DATA RECORDS:
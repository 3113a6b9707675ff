//! Incident crate: SignalFx integration for clearing stale incidents and muting detectors.
#![allow(clippy::uninlined_format_args)]
/// SignalFx REST client
pub mod client;
/// Entry point dispatching the configured task
pub mod janitor;
/// Wire types exchanged with the SignalFx API
pub mod models;
/// Detector muting
pub mod mute;
/// Raw incident records to simplified incidents
pub mod normalize;
/// Stale incident resolution
pub mod resolver;

pub use client::Client;
pub use janitor::Janitor;
pub use mute::MuteParams;
pub use normalize::SimpleIncident;
pub use resolver::{FailurePolicy, ResolveSummary, Resolver};
use std::time::Duration;

use eyre::{Result, bail, eyre};

/// Unit suffix to nanoseconds multiplier.
const UNITS: &[(&str, u128)] = &[
    ("ns", 1),
    ("us", 1_000),
    ("\u{b5}s", 1_000),
    ("\u{3bc}s", 1_000),
    ("ms", 1_000_000),
    ("s", 1_000_000_000),
    ("m", 60_000_000_000),
    ("h", 3_600_000_000_000),
];

/// Fractional digits kept per component; anything finer than this is below a nanosecond.
const MAX_FRACTION_DIGITS: usize = 18;

/// Parse a duration expression such as "45m", "1h30m", "1.5h" or "250ms".
///
/// An expression is a sequence of decimal numbers, each with an optional fraction and a
/// mandatory unit (`ns`, `us`/`µs`, `ms`, `s`, `m`, `h`). The bare string "0" is also
/// accepted. Signs are not.
pub fn parse_duration(input: &str) -> Result<Duration> {
    let s = input.trim();
    if s.is_empty() {
        bail!("invalid duration {input:?}: empty expression");
    }
    if s == "0" {
        return Ok(Duration::ZERO);
    }

    let mut rest = s;
    let mut total: u128 = 0;
    while !rest.is_empty() {
        let number_len =
            rest.find(|c: char| !c.is_ascii_digit() && c != '.').unwrap_or(rest.len());
        let (number, tail) = rest.split_at(number_len);
        let unit_len = tail.find(|c: char| c.is_ascii_digit() || c == '.').unwrap_or(tail.len());
        let (unit, tail) = tail.split_at(unit_len);

        if number.is_empty() || number == "." {
            bail!("invalid duration {input:?}: expected a number");
        }
        if unit.is_empty() {
            bail!("invalid duration {input:?}: missing unit after {number:?}");
        }
        let scale = UNITS
            .iter()
            .find(|(name, _)| *name == unit)
            .map(|(_, scale)| *scale)
            .ok_or_else(|| eyre!("invalid duration {input:?}: unknown unit {unit:?}"))?;
        let nanos = component_nanos(number, scale)
            .ok_or_else(|| eyre!("invalid duration {input:?}: bad number {number:?}"))?;
        total = total
            .checked_add(nanos)
            .ok_or_else(|| eyre!("invalid duration {input:?}: out of range"))?;
        rest = tail;
    }

    let nanos = u64::try_from(total).map_err(|_| eyre!("invalid duration {input:?}: out of range"))?;
    Ok(Duration::from_nanos(nanos))
}

/// Nanoseconds for one `<number><unit>` component, `None` on malformed or overflowing input.
fn component_nanos(number: &str, scale: u128) -> Option<u128> {
    let (whole, fraction) = number.split_once('.').unwrap_or((number, ""));
    if fraction.contains('.') {
        return None;
    }

    let whole: u128 = if whole.is_empty() { 0 } else { whole.parse().ok()? };
    let nanos = whole.checked_mul(scale)?;

    let mut fraction_value: u128 = 0;
    let mut divisor: u128 = 1;
    for digit in fraction.bytes().take(MAX_FRACTION_DIGITS) {
        fraction_value = fraction_value * 10 + u128::from(digit - b'0');
        divisor *= 10;
    }
    nanos.checked_add(fraction_value * scale / divisor)
}

/// Format a duration as hours, minutes and seconds, e.g. "1h2m3s" or "45s".
///
/// Sub-second precision is dropped.
pub fn format_duration(duration: Duration) -> String {
    let secs = duration.as_secs();
    let (hours, minutes, seconds) = (secs / 3600, secs / 60 % 60, secs % 60);
    if hours > 0 {
        format!("{hours}h{minutes}m{seconds}s")
    } else if minutes > 0 {
        format!("{minutes}m{seconds}s")
    } else {
        format!("{seconds}s")
    }
}

#[cfg(test)]
mod tests {
    use super::*;

    #[test]
    fn parses_single_units() {
        assert_eq!(parse_duration("45m").unwrap(), Duration::from_secs(45 * 60));
        assert_eq!(parse_duration("30s").unwrap(), Duration::from_secs(30));
        assert_eq!(parse_duration("2h").unwrap(), Duration::from_secs(7200));
        assert_eq!(parse_duration("250ms").unwrap(), Duration::from_millis(250));
        assert_eq!(parse_duration("7us").unwrap(), Duration::from_micros(7));
        assert_eq!(parse_duration("7µs").unwrap(), Duration::from_micros(7));
        assert_eq!(parse_duration("12ns").unwrap(), Duration::from_nanos(12));
    }

    #[test]
    fn parses_compound_and_fractional_expressions() {
        assert_eq!(parse_duration("1h30m").unwrap(), Duration::from_secs(5400));
        assert_eq!(parse_duration("1.5h").unwrap(), Duration::from_secs(5400));
        assert_eq!(parse_duration(".5m").unwrap(), Duration::from_secs(30));
        assert_eq!(parse_duration("1m0.25s").unwrap(), Duration::from_millis(60_250));
    }

    #[test]
    fn parses_zero() {
        assert_eq!(parse_duration("0").unwrap(), Duration::ZERO);
        assert_eq!(parse_duration("0s").unwrap(), Duration::ZERO);
    }

    #[test]
    fn rejects_malformed_expressions() {
        for input in ["", "10", "abc", "5x", "-5m", "+5m", "1..5h", "m", "."] {
            assert!(parse_duration(input).is_err(), "{input:?} should be rejected");
        }
    }

    #[test]
    fn rejects_out_of_range() {
        let err = parse_duration("99999999999999999999h").unwrap_err();
        assert!(err.to_string().contains("99999999999999999999h"));
    }

    #[test]
    fn formats_durations() {
        assert_eq!(format_duration(Duration::ZERO), "0s");
        assert_eq!(format_duration(Duration::from_millis(45_900)), "45s");
        assert_eq!(format_duration(Duration::from_secs(125)), "2m5s");
        assert_eq!(format_duration(Duration::from_secs(3605)), "1h0m5s");
    }
}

THE TASK:
Give every part of the material again, exactly as written.

RESULT:
repository 3113a6b9707675ff
//! Incident crate: SignalFx integration for clearing stale incidents and muting detectors.
#![allow(clippy::uninlined_format_args)]
/// SignalFx REST client
pub mod client;
/// Entry point dispatching the configured task
pub mod janitor;
/// Wire types exchanged with the SignalFx API
pub mod models;
/// Detector muting
pub mod mute;
/// Raw incident records to simplified incidents
pub mod normalize;
/// Stale incident resolution
pub mod resolver;

pub use client::Client;
pub use janitor::Janitor;
pub use mute::MuteParams;
pub use normalize::SimpleIncident;
pub use resolver::{FailurePolicy, ResolveSummary, Resolver};
use std::time::Duration;

use eyre::{Result, bail, eyre};

/// Unit suffix to nanoseconds multiplier.
const UNITS: &[(&str, u128)] = &[
    ("ns", 1),
    ("us", 1_000),
    ("\u{b5}s", 1_000),
    ("\u{3bc}s", 1_000),
    ("ms", 1_000_000),
    ("s", 1_000_000_000),
    ("m", 60_000_000_000),
    ("h", 3_600_000_000_000),
];

/// Fractional digits kept per component; anything finer than this is below a nanosecond.
const MAX_FRACTION_DIGITS: usize = 18;

/// Parse a duration expression such as "45m", "1h30m", "1.5h" or "250ms".
///
/// An expression is a sequence of decimal numbers, each with an optional fraction and a
/// mandatory unit (`ns`, `us`/`µs`, `ms`, `s`, `m`, `h`). The bare string "0" is also
/// accepted. Signs are not.
pub fn parse_duration(input: &str) -> Result<Duration> {
    let s = input.trim();
    if s.is_empty() {
        bail!("invalid duration {input:?}: empty expression");
    }
    if s == "0" {
        return Ok(Duration::ZERO);
    }

    let mut rest = s;
    let mut total: u128 = 0;
    while !rest.is_empty() {
        let number_len =
            rest.find(|c: char| !c.is_ascii_digit() && c != '.').unwrap_or(rest.len());
        let (number, tail) = rest.split_at(number_len);
        let unit_len = tail.find(|c: char| c.is_ascii_digit() || c == '.').unwrap_or(tail.len());
        let (unit, tail) = tail.split_at(unit_len);

        if number.is_empty() || number == "." {
            bail!("invalid duration {input:?}: expected a number");
        }
        if unit.is_empty() {
            bail!("invalid duration {input:?}: missing unit after {number:?}");
        }
        let scale = UNITS
            .iter()
            .find(|(name, _)| *name == unit)
            .map(|(_, scale)| *scale)
            .ok_or_else(|| eyre!("invalid duration {input:?}: unknown unit {unit:?}"))?;
        let nanos = component_nanos(number, scale)
            .ok_or_else(|| eyre!("invalid duration {input:?}: bad number {number:?}"))?;
        total = total
            .checked_add(nanos)
            .ok_or_else(|| eyre!("invalid duration {input:?}: out of range"))?;
        rest = tail;
    }

    let nanos = u64::try_from(total).map_err(|_| eyre!("invalid duration {input:?}: out of range"))?;
    Ok(Duration::from_nanos(nanos))
}

/// Nanoseconds for one `<number><unit>` component, `None` on malformed or overflowing input.
fn component_nanos(number: &str, scale: u128) -> Option<u128> {
    let (whole, fraction) = number.split_once('.').unwrap_or((number, ""));
    if fraction.contains('.') {
        return None;
    }

    let whole: u128 = if whole.is_empty() { 0 } else { whole.parse().ok()? };
    let nanos = whole.checked_mul(scale)?;

    let mut fraction_value: u128 = 0;
    let mut divisor: u128 = 1;
    for digit in fraction.bytes().take(MAX_FRACTION_DIGITS) {
        fraction_value = fraction_value * 10 + u128::from(digit - b'0');
        divisor *= 10;
    }
    nanos.checked_add(fraction_value * scale / divisor)
}

/// Format a duration as hours, minutes and seconds, e.g. "1h2m3s" or "45s".
///
/// Sub-second precision is dropped.
pub fn format_duration(duration: Duration) -> String {
    let secs = duration.as_secs();
    let (hours, minutes, seconds) = (secs / 3600, secs / 60 % 60, secs % 60);
    if hours > 0 {
        format!("{hours}h{minutes}m{seconds}s")
    } else if minutes > 0 {
        format!("{minutes}m{seconds}s")
    } else {
        format!("{seconds}s")
    }
}

#[cfg(test)]
mod tests {
    use super::*;

    #[test]
    fn parses_single_units() {
        assert_eq!(parse_duration("45m").unwrap(), Duration::from_secs(45 * 60));
        assert_eq!(parse_duration("30s").unwrap(), Duration::from_secs(30));
        assert_eq!(parse_duration("2h").unwrap(), Duration::from_secs(7200));
        assert_eq!(parse_duration("250ms").unwrap(), Duration::from_millis(250));
        assert_eq!(parse_duration("7us").unwrap(), Duration::from_micros(7));
        assert_eq!(parse_duration("7µs").unwrap(), Duration::from_micros(7));
        assert_eq!(parse_duration("12ns").unwrap(), Duration::from_nanos(12));
    }

    #[test]
    fn parses_compound_and_fractional_expressions() {
        assert_eq!(parse_duration("1h30m").unwrap(), Duration::from_secs(5400));
        assert_eq!(parse_duration("1.5h").unwrap(), Duration::from_secs(5400));
        assert_eq!(parse_duration(".5m").unwrap(), Duration::from_secs(30));
        assert_eq!(parse_duration("1m0.25s").unwrap(), Duration::from_millis(60_250));
    }

    #[test]
    fn parses_zero() {
        assert_eq!(parse_duration("0").unwrap(), Duration::ZERO);
        assert_eq!(parse_duration("0s").unwrap(), Duration::ZERO);
    }

    #[test]
    fn rejects_malformed_expressions() {
        for input in ["", "10", "abc", "5x", "-5m", "+5m", "1..5h", "m", "."] {
            assert!(parse_duration(input).is_err(), "{input:?} should be rejected");
        }
    }

    #[test]
    fn rejects_out_of_range() {
        let err = parse_duration("99999999999999999999h").unwrap_err();
        assert!(err.to_string().contains("99999999999999999999h"));
    }

    #[test]
    fn formats_durations() {
        assert_eq!(format_duration(Duration::ZERO), "0s");
        assert_eq!(format_duration(Duration::from_millis(45_900)), "45s");
        assert_eq!(format_duration(Duration::from_secs(125)), "2m5s");
        assert_eq!(format_duration(Duration::from_secs(3605)), "1h0m5s");
    }
}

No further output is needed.